The latter is screamingly obvious here. From a poorly written script ridden with clichés to a endless pageant of cookie-cutter characters (the American President, the smart, lovely First-Daughter, the smart-arse-scientist, the failed-writer-with-a-failed-marriage), 2012’s narrative seems to be automated, transcribed by a computer software with a writing system as smart as “Writing a Disaster Movie for Dummies”. Here, in this apocalyptic nightmare state-of-affairs where everyone should be panicking the pants out of themselves, the film still has the chutzpah to slice in some tongue-in-cheek humour; a Schwarzenneger lampoonery, Woody Harrelson’s one-dimensional soothsaying hobo and a Russian tycoon who own a shitload of stash. There’s comedy, yes, and anyone who likes misplaced humour will lap it up. But there’s no ignoring that this is The End of the World, the one your Catholic momma and science-freak grandpa warned you about, and there’s still space for some breathing gag, sure.

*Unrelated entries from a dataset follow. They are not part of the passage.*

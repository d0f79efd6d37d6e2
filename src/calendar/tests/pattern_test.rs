use crate::calendar::pattern::parsing::{parse_time_of_day, FixtureDocument};
use crate::calendar::pattern::{DateException, Pattern, WeeklyRule};
use crate::calendar::tests::pattern_mock::{date, dt, hm, night_shift_pattern, standard_week_pattern};
use crate::model::error::CalendarError;

#[test]
fn test_standard_week_periods() {
    let pattern = standard_week_pattern();
    // Monday: one plain period.
    assert_eq!(
        pattern.day_periods(date(2025, 3, 3)).unwrap(),
        vec![(dt(2025, 3, 3, 9, 0), dt(2025, 3, 3, 17, 0))]
    );
    // Tuesday is a full-day holiday.
    assert_eq!(pattern.day_periods(date(2025, 3, 4)).unwrap(), vec![]);
    // Saturday only works through its overtime exception.
    assert_eq!(
        pattern.day_periods(date(2025, 3, 8)).unwrap(),
        vec![(dt(2025, 3, 8, 10, 0), dt(2025, 3, 8, 14, 0))]
    );
    // Sunday has no rule at all.
    assert_eq!(pattern.day_periods(date(2025, 3, 9)).unwrap(), vec![]);
}

#[test]
fn test_overnight_rule_splits_across_days() {
    let pattern = night_shift_pattern();
    // Monday contributes only the evening part.
    assert_eq!(
        pattern.day_periods(date(2025, 3, 3)).unwrap(),
        vec![(dt(2025, 3, 3, 22, 0), dt(2025, 3, 4, 0, 0))]
    );
    // Tuesday gets Monday's tail plus its own evening.
    assert_eq!(
        pattern.day_periods(date(2025, 3, 4)).unwrap(),
        vec![
            (dt(2025, 3, 4, 0, 0), dt(2025, 3, 4, 6, 0)),
            (dt(2025, 3, 4, 22, 0), dt(2025, 3, 5, 0, 0)),
        ]
    );
    // Saturday only gets Friday's tail.
    assert_eq!(
        pattern.day_periods(date(2025, 3, 8)).unwrap(),
        vec![(dt(2025, 3, 8, 0, 0), dt(2025, 3, 8, 6, 0))]
    );
    assert_eq!(pattern.day_periods(date(2025, 3, 9)).unwrap(), vec![]);
}

#[test]
fn test_overnight_rule_ending_at_midnight_has_empty_tail() {
    let pattern = Pattern::new("late", vec![WeeklyRule::new(1, hm(22, 0), 0)], vec![]).unwrap();
    assert_eq!(
        pattern.day_periods(date(2025, 3, 3)).unwrap(),
        vec![(dt(2025, 3, 3, 22, 0), dt(2025, 3, 4, 0, 0))]
    );
    assert_eq!(pattern.day_periods(date(2025, 3, 4)).unwrap(), vec![]);
}

#[test]
fn test_weekly_working_seconds() {
    assert_eq!(standard_week_pattern().weekly_working_seconds(), 5 * 8 * 3600);
    assert_eq!(night_shift_pattern().weekly_working_seconds(), 5 * 8 * 3600);
}

#[test]
fn test_unknown_weekday_rejected() {
    let err = Pattern::new("bad", vec![WeeklyRule::new(8, hm(9, 0), hm(17, 0))], vec![]).unwrap_err();
    assert!(matches!(err, CalendarError::InvalidRule { day_of_week: 8, .. }));
    assert!(Pattern::new("bad", vec![WeeklyRule::new(0, hm(9, 0), hm(17, 0))], vec![]).is_err());
}

#[test]
fn test_empty_period_rejected() {
    assert!(matches!(
        Pattern::new("bad", vec![WeeklyRule::new(1, hm(9, 0), hm(9, 0))], vec![]),
        Err(CalendarError::InvalidRule { .. })
    ));
}

#[test]
fn test_overlapping_rules_rejected() {
    let rules = vec![
        WeeklyRule::new(1, hm(9, 0), hm(17, 0)),
        WeeklyRule::new(1, hm(16, 0), hm(18, 0)),
    ];
    assert!(matches!(
        Pattern::new("bad", rules, vec![]),
        Err(CalendarError::InvalidRule { day_of_week: 1, .. })
    ));
    // Adjacent rules are fine.
    let rules = vec![
        WeeklyRule::new(1, hm(9, 0), hm(12, 0)),
        WeeklyRule::new(1, hm(12, 0), hm(17, 0)),
    ];
    assert!(Pattern::new("split-day", rules, vec![]).is_ok());
}

#[test]
fn test_overnight_tail_overlapping_next_day_rejected() {
    let rules = vec![
        WeeklyRule::new(1, hm(20, 0), hm(4, 0)),
        WeeklyRule::new(2, hm(3, 0), hm(10, 0)),
    ];
    assert!(matches!(
        Pattern::new("bad", rules, vec![]),
        Err(CalendarError::InvalidRule { day_of_week: 2, .. })
    ));
}

#[test]
fn test_working_exception_requires_window() {
    let exception = DateException {
        date: date(2025, 3, 8),
        working: true,
        window: None,
    };
    assert!(matches!(
        Pattern::new("bad", vec![], vec![exception]),
        Err(CalendarError::InvalidException { .. })
    ));
}

#[test]
fn test_inverted_exception_window_rejected() {
    let exception = DateException::off_window(date(2025, 3, 5), hm(13, 0), hm(12, 0));
    assert!(matches!(
        Pattern::new("bad", vec![], vec![exception]),
        Err(CalendarError::InvalidException { .. })
    ));
}

#[test]
fn test_removal_window_splits_period() {
    let rules = vec![WeeklyRule::new(3, hm(9, 0), hm(17, 0))];
    let exceptions = vec![DateException::off_window(date(2025, 3, 5), hm(12, 0), hm(13, 0))];
    let pattern = Pattern::new("lunch", rules, exceptions).unwrap();
    assert_eq!(
        pattern.day_periods(date(2025, 3, 5)).unwrap(),
        vec![
            (dt(2025, 3, 5, 9, 0), dt(2025, 3, 5, 12, 0)),
            (dt(2025, 3, 5, 13, 0), dt(2025, 3, 5, 17, 0)),
        ]
    );
}

#[test]
fn test_working_window_merges_with_adjacent_period() {
    let rules = vec![WeeklyRule::new(1, hm(9, 0), hm(17, 0))];
    let exceptions = vec![DateException::working_window(date(2025, 3, 3), hm(17, 0), hm(19, 0))];
    let pattern = Pattern::new("overtime", rules, exceptions).unwrap();
    assert_eq!(
        pattern.day_periods(date(2025, 3, 3)).unwrap(),
        vec![(dt(2025, 3, 3, 9, 0), dt(2025, 3, 3, 19, 0))]
    );
}

#[test]
fn test_working_window_overlapping_period_rejected() {
    let rules = vec![WeeklyRule::new(1, hm(9, 0), hm(17, 0))];
    let exceptions = vec![DateException::working_window(date(2025, 3, 3), hm(16, 0), hm(19, 0))];
    let pattern = Pattern::new("bad", rules, exceptions).unwrap();
    assert!(matches!(
        pattern.day_periods(date(2025, 3, 3)),
        Err(CalendarError::InvalidException { .. })
    ));
}

#[test]
fn test_full_day_off_with_replacement_window() {
    let rules = vec![WeeklyRule::new(2, hm(9, 0), hm(17, 0))];
    let exceptions = vec![
        DateException::off(date(2025, 3, 4)),
        DateException::working_window(date(2025, 3, 4), hm(10, 0), hm(12, 0)),
    ];
    let pattern = Pattern::new("reduced", rules, exceptions).unwrap();
    assert_eq!(
        pattern.day_periods(date(2025, 3, 4)).unwrap(),
        vec![(dt(2025, 3, 4, 10, 0), dt(2025, 3, 4, 12, 0))]
    );
}

#[test]
fn test_parse_time_of_day() {
    assert_eq!(parse_time_of_day("00:00").unwrap(), 0);
    assert_eq!(parse_time_of_day("09:30").unwrap(), hm(9, 30));
    assert_eq!(parse_time_of_day("24:00").unwrap(), 24 * 3600);
    assert!(parse_time_of_day("24:01").is_err());
    assert!(parse_time_of_day("09:61").is_err());
    assert!(parse_time_of_day("0900").is_err());
    assert!(parse_time_of_day("").is_err());
}

#[test]
fn test_pattern_from_fixture_rows() {
    let json = r#"{
            "rules": [
                {"pattern_id": "standard", "day_of_week": 1, "start_time": "09:00", "end_time": "17:00"},
                {"pattern_id": "standard", "day_of_week": 2, "start_time": "09:00", "end_time": "17:00"},
                {"pattern_id": "nights", "day_of_week": 1, "start_time": "22:00", "end_time": "06:00"}
            ],
            "exceptions": [
                {"pattern_id": "standard", "exception_date": "2025-03-04", "is_working": 0},
                {"pattern_id": "nights", "exception_date": "2025-03-03", "is_working": 0}
            ]
        }"#;
    let document = FixtureDocument::load_from_json(json).unwrap();

    // Rows of other patterns are ignored.
    let standard = Pattern::from_rows("standard", &document.rules, &document.exceptions).unwrap();
    assert_eq!(standard.weekly_working_seconds(), 2 * 8 * 3600);
    assert_eq!(standard.day_periods(date(2025, 3, 4)).unwrap(), vec![]);
    assert_eq!(
        standard.day_periods(date(2025, 3, 3)).unwrap(),
        vec![(dt(2025, 3, 3, 9, 0), dt(2025, 3, 3, 17, 0))]
    );

    let nights = Pattern::from_rows("nights", &document.rules, &document.exceptions).unwrap();
    assert_eq!(nights.day_periods(date(2025, 3, 3)).unwrap(), vec![]);
    assert_eq!(
        nights.day_periods(date(2025, 3, 4)).unwrap(),
        vec![(dt(2025, 3, 4, 0, 0), dt(2025, 3, 4, 6, 0))]
    );
}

Nevertheless, where Emmerich miserably fails with his storytelling and character-sketching flair, he amps up the ante by exponentially magnifying every bit of spectacle that would make your eyes bleed out – earthquake crumbles Los Angeles, skyscrapers tumble and crumble like Lego blocks, Las Vegas transforms into a blazing hell, the ever-present White House being destroyed, and since this is global doomsday, there’s that glimpse from different parts of the globe being ravaged with tsunamis. If that sounds familiar, that is because 2012 appears to rehash Emmerich’s destruction in Independence Day and The Day After Tomorrow. The thrills also intensify as John Cusack’s man-of-the-day saves his family, as his car strategically dodges quakes and falling buildings. His rivalry with his ex-wife’s new husband is then petered out because they needed a plane and he happens to be a pilot. Wow, we’re supposed to believe this is a coincidence. And by the way, tectonic plate movement apparently happen in a matter of minutes.



VERDICT:

The showmanship of Roland Emmerich only befits the typical present-day Hollywood showground: cardboard-thin, cookie-cutter characters and connect-the-dots narrative coursing throughout a visual bombardment of money-raking spectacles. 2012, whilst engaging in minimal parts, annihilates our planet in a matter of two-and-a-half hours and ends up unintentionally comical, clichéd and vastly cheesy, a self-parody of the genre. This is the mother of all disaster flicks to end all disaster flicks, let’s best hope.




RATING: C

Cast: Jim Carrey, Gary Oldman, Colin Firth

Director: Robert Zemeckis

Screenplay: Robert Zemeckis

Running time: 1 hr 35 mins

Genre: Animation



CRITIQUE:


Robert Zemeckis’ A Christmas Carol is like mince pies at Tesco’s – it’s out a tad too early for the season. Whilst it doesn’t hurt to have a rather early festive cheer, we are already reminded of our moralities in this sentimental, virtue-parading Victorian fable. You know, giving some loose change to the homeless, smiling at those even you hate, ticking every single box that makes you a Good Samaritan. One step more and we’d be lectured by some deep-rooted Christian moralising, then you’d probably be harrumphing and walking out of the cinema. Thank goodness Zemeckis does not think of cinema as a church. His version of Dickens’ classic Christmas story sidesteps all that preaching, and pins for the personal rather than the pious rubbing-in. Zemeckis’ third stab at motion-capture animation actually shows decent improvement from his previous mo-cap efforts, the zombie-fied The Polar Express (the one where Tom Hanks was shrunk into a kid) and the faintly inexpressive Beowulf (the one where Ray Winstone was beefed up and Angelina Jolie nude and high-heeled), and his humans here actually resemble real people, and not some George A. Romero’s walking, talking, glass-eyed undead creatures.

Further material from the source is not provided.